Nothing can truly supplant the face-to-face relationship between a doctor and patient. That bond and the value of that interaction can not be underestimated. Nor do I believe that proper diagnosis or treatment can be duplicated across a platform like gchat. However, with ever-rising patient needs and increasing accessibility issues, physician time is increasingly valuable. Patients too may struggle in regularly scheduling and attending office visits. Ultimately, utilizing these technologies would be cost-saving, efficient, could reduce preventable hospital admissions, expedite the identification of acute care instances and decrease time to treatment. For those patients that choose to embrace this modality, this could improve quality and patient satisfaction.

Look out - your family doctor may be armed with a Dick Tracy watch for consultation soon. Calling Dr. Smith……Calling Dr. Smith…..

Monday, June 13, 2011

Home Visits - are they things of the past?

One day in the middle of my third year of medical school, I was walking home from clinic when I met the Assistant Dean for Academic Affairs of my school, a general internist, walking down my street. We struck up a conversation and, when I asked her what she was doing on my street, she mentioned that she was doing a home visit for one of her patients.

"Home visit?" I responded in surprise. "You mean doctors still do those?"

"Yes, for a few of my patients who are home-bound."

Even though less than 100 years ago most doctors only did home visits, I had thought that today the home visit was a phenomenon restricted to only rural areas. The reasons?
  • Doctors just don't have the time nowadays.
  • Doctors can't afford to do it financially!
Little had I thought that I'd see my Assistant Dean, an incredibly busy administrator and clinician, doing home visits.

Right now, a year later, I'm doing a geriatrics rotation. During my geriatrics rotation, I spend a couple of days in clinic, a couple of days at nursing homes and rehab centers and the majority of my days doing home visits. Our school's geriatrics department is structured such that all patients who are home-bound are seen in their home environment.

Last Tuesday, my first day doing home visits, I started the day questioning the value of home visits. It was over 90 F outside and humid and, as we trekked up a hill to my preceptor's first patient, she warned me that most of her patients didn't believe in or couldn't afford air conditioning. But as soon as our first visit began, my position started to change even though sweat was pouring down my face and arms. I learned that Ms. H was falling all the time because she had numerous rugs in her apartment. I talked with Mr. E's building manager about the numerous times Mr. E had flooded his apartment and how he was at risk for eviction. Despite Ms. M's assertions that she took her meds regularly, I learned that she didn't because months worth of meds were sitting on her kitchen counter.
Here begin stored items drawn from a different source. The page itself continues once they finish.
//! Logging utilities with colored output and progress bars.
//!
//! This module provides:
//! - `log!` macro for formatted terminal output with colored prefixes
//! - `ProgressBars` for page/passthrough counters during a build
//! - A quiet switch that hides per-file chatter (warnings and errors still print)
//!
//! # Example
//!
//! ```ignore
//! log!("build"; "rendering {} pages", count);
//! log!("warn"; "no attributes recorded for `{id}`");
//!
//! let progress = ProgressBars::new(&[("pages", 12), ("copy", 3)]);
//! progress.inc_by_name("pages");
//! progress.finish();
//! ```

use colored::{ColoredString, Colorize};
use crossterm::{
    cursor, execute,
    terminal::{Clear, ClearType, size},
};
use std::{
    io::{Write, stdout},
    sync::{
        Mutex, OnceLock,
        atomic::{AtomicBool, AtomicUsize, Ordering},
    },
};

/// Cached terminal width (fetched once on first use)
static TERMINAL_WIDTH: OnceLock<u16> = OnceLock::new();

/// Active progress bar count (for log coordination)
static BAR_COUNT: AtomicUsize = AtomicUsize::new(0);

/// Set by `--quiet`; only affects modules that are not warnings or errors.
static QUIET: AtomicBool = AtomicBool::new(false);

// ============================================================================
// Layout Constants
// ============================================================================
//
// Progress bar format: "[pages] [████░░░░] 42/100"

/// Length of brackets around module name: "[]"
const BRACKET_LEN: usize = 2;
/// Space after prefix: "[module] " <- this space
const SPACE_AFTER_PREFIX: usize = 1;
/// Bar wrapper: " []" (space + brackets around progress bar)
const BAR_WRAPPER_LEN: usize = 3;
/// Space before count: "...] 42/100" <- this space
const SPACE_BEFORE_COUNT: usize = 1;
const MIN_BAR_WIDTH: usize = 10;
const MAX_BAR_WIDTH: usize = 40;

#[inline]
const fn calc_prefix_len(module_len: usize) -> usize {
    module_len + BRACKET_LEN + SPACE_AFTER_PREFIX
}

/// Get terminal width, cached after first call.
/// Falls back to 120 columns if detection fails.
fn get_terminal_width() -> u16 {
    *TERMINAL_WIDTH.get_or_init(|| size().map(|(w, _)| w).unwrap_or(120))
}

// ============================================================================
// Log Macro
// ============================================================================

/// Log a message with a colored module prefix.
///
/// # Usage
/// ```ignore
/// log!("module"; "message with {} formatting", args);
/// ```
#[macro_export]
macro_rules! log {
    ($module:expr; $($arg:tt)*) => {{
        $crate::logger::log($module, &format!($($arg)*))
    }};
}

/// Enable or disable quiet mode.
pub fn set_quiet(quiet: bool) {
    QUIET.store(quiet, Ordering::Relaxed);
}

/// Modules that always print, even in quiet mode.
fn is_important(module_lower: &str) -> bool {
    matches!(module_lower, "warn" | "error" | "fatal" | "serve")
}

// ============================================================================
// Progress Bars
// ============================================================================

/// Manages multiple progress bars displayed on separate terminal lines.
///
/// Each bar occupies one line and updates in place using ANSI cursor control.
/// Updates from rayon workers are serialized through a mutex.
pub struct ProgressBars {
    bars: Vec<ProgressBar>,
    lock: Mutex<()>,
}

struct ProgressBar {
    name: &'static str,
    prefix: ColoredString,
    prefix_len: usize,
    total: usize,
    current: AtomicUsize,
    row: usize,
}

impl ProgressBars {
    /// Create progress bars for `(name, total)` pairs.
    ///
    /// Returns `None` when quiet or when there is at most one item overall,
    /// since a bar for a single page is noise.
    pub fn new(modules: &[(&'static str, usize)]) -> Option<Self> {
        let modules: Vec<_> = modules.iter().filter(|(_, n)| *n > 0).copied().collect();
        let total: usize = modules.iter().map(|(_, n)| n).sum();
        if QUIET.load(Ordering::Relaxed) || total <= 1 {
            return None;
        }

        let mut stdout = stdout().lock();
        for _ in 0..modules.len() {
            writeln!(stdout).ok();
        }
        stdout.flush().ok();

        BAR_COUNT.store(modules.len(), Ordering::SeqCst);

        let bars = modules
            .iter()
            .enumerate()
            .map(|(row, (name, total))| ProgressBar {
                name,
                prefix: colorize_prefix(name, &name.to_ascii_lowercase()),
                prefix_len: calc_prefix_len(name.len()),
                total: *total,
                current: AtomicUsize::new(0),
                row,
            })
            .collect();

        Some(Self {
            bars,
            lock: Mutex::new(()),
        })
    }

    /// Increment the bar with the given name.
    pub fn inc_by_name(&self, name: &str) {
        if let Some(bar) = self.bars.iter().find(|bar| bar.name == name) {
            let current = bar.current.fetch_add(1, Ordering::Relaxed) + 1;
            self.display(bar, current);
        }
    }

    fn display(&self, bar: &ProgressBar, current: usize) {
        let _guard = self.lock.lock().ok();

        let width = get_terminal_width() as usize;
        let progress_text = format!("{}/{}", current, bar.total);
        let overhead = bar.prefix_len + BAR_WRAPPER_LEN + SPACE_BEFORE_COUNT + progress_text.len();
        let bar_width = width
            .saturating_sub(overhead)
            .clamp(MIN_BAR_WIDTH, MAX_BAR_WIDTH);

        let filled = (current * bar_width).checked_div(bar.total).unwrap_or(0);
        let progress_bar = "█".repeat(filled) + &"░".repeat(bar_width.saturating_sub(filled));

        let mut stdout = stdout().lock();
        #[allow(clippy::cast_possible_truncation)] // bar count is always small
        let lines_up = (self.bars.len() - bar.row) as u16;
        execute!(stdout, cursor::MoveUp(lines_up)).ok();
        execute!(stdout, Clear(ClearType::CurrentLine)).ok();
        write!(stdout, "{} [{}] {}", bar.prefix, progress_bar, progress_text).ok();
        execute!(stdout, cursor::MoveDown(lines_up)).ok();
        write!(stdout, "\r").ok();
        stdout.flush().ok();
    }

    /// Clear all progress bars from the terminal.
    #[allow(clippy::cast_possible_truncation)]
    pub fn finish(&self) {
        if BAR_COUNT.swap(0, Ordering::SeqCst) == 0 {
            return;
        }
        let _guard = self.lock.lock().ok();

        let mut stdout = stdout().lock();
        let bars_len = self.bars.len() as u16;

        execute!(stdout, cursor::MoveUp(bars_len)).ok();
        for _ in &self.bars {
            execute!(stdout, Clear(ClearType::CurrentLine)).ok();
            execute!(stdout, cursor::MoveDown(1)).ok();
        }
        execute!(stdout, cursor::MoveUp(bars_len)).ok();
        stdout.flush().ok();
    }
}

impl Drop for ProgressBars {
    fn drop(&mut self) {
        self.finish();
    }
}

// ============================================================================
// Helper Functions
// ============================================================================

/// Log a message with a colored module prefix.
///
/// Single-line messages are truncated to the terminal width.
#[allow(clippy::cast_possible_truncation)]
pub fn log(module: &str, message: &str) {
    let module_lower = module.to_ascii_lowercase();
    if QUIET.load(Ordering::Relaxed) && !is_important(&module_lower) {
        return;
    }

    let prefix = colorize_prefix(module, &module_lower);
    let width = get_terminal_width() as usize;

    let mut stdout = stdout().lock();

    let bar_count = BAR_COUNT.load(Ordering::SeqCst);
    if bar_count > 0 {
        execute!(stdout, cursor::MoveUp(bar_count as u16)).ok();
        execute!(stdout, Clear(ClearType::FromCursorDown)).ok();
    }

    if message.contains('\n') {
        writeln!(stdout, "{prefix} {message}").ok();
    } else {
        let max_msg_len = width.saturating_sub(calc_prefix_len(module.len()));
        writeln!(stdout, "{prefix} {}", truncate_str(message, max_msg_len)).ok();
    }

    for _ in 0..bar_count {
        writeln!(stdout).ok();
    }

    stdout.flush().ok();
}

/// Apply color to a module prefix based on module type.
fn colorize_prefix(module: &str, module_lower: &str) -> ColoredString {
    let prefix = format!("[{module}]");
    match module_lower {
        "serve" => prefix.bright_blue().bold(),
        "watch" => prefix.bright_green().bold(),
        "warn" => prefix.bright_magenta().bold(),
        "error" | "fatal" => prefix.bright_red().bold(),
        _ => prefix.bright_yellow().bold(),
    }
}

/// Truncate a string to fit within `max_len` bytes on a char boundary.
fn truncate_str(s: &str, max_len: usize) -> &str {
    if s.len() <= max_len {
        return s;
    }
    let mut end = max_len;
    while end > 0 && !s.is_char_boundary(end) {
        end -= 1;
    }
    &s[..end]
}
And not only were we clinicians learning more about our patients, the patients were also much more comfortable in their home environment. Especially for elderly patients many of whom are hearing or sight impaired, navigating a hospital or clinic's reflective floors, fluorescent lights and white walls can be frightening.

So, can we, as future family doctors, incorporate home visits into our future practices? One half day a week for our patients who need it? I would challenge each of us to leave the comfort zone of our offices and clinics and enter into the homes and communities of our patients. It is there that we can best serve them!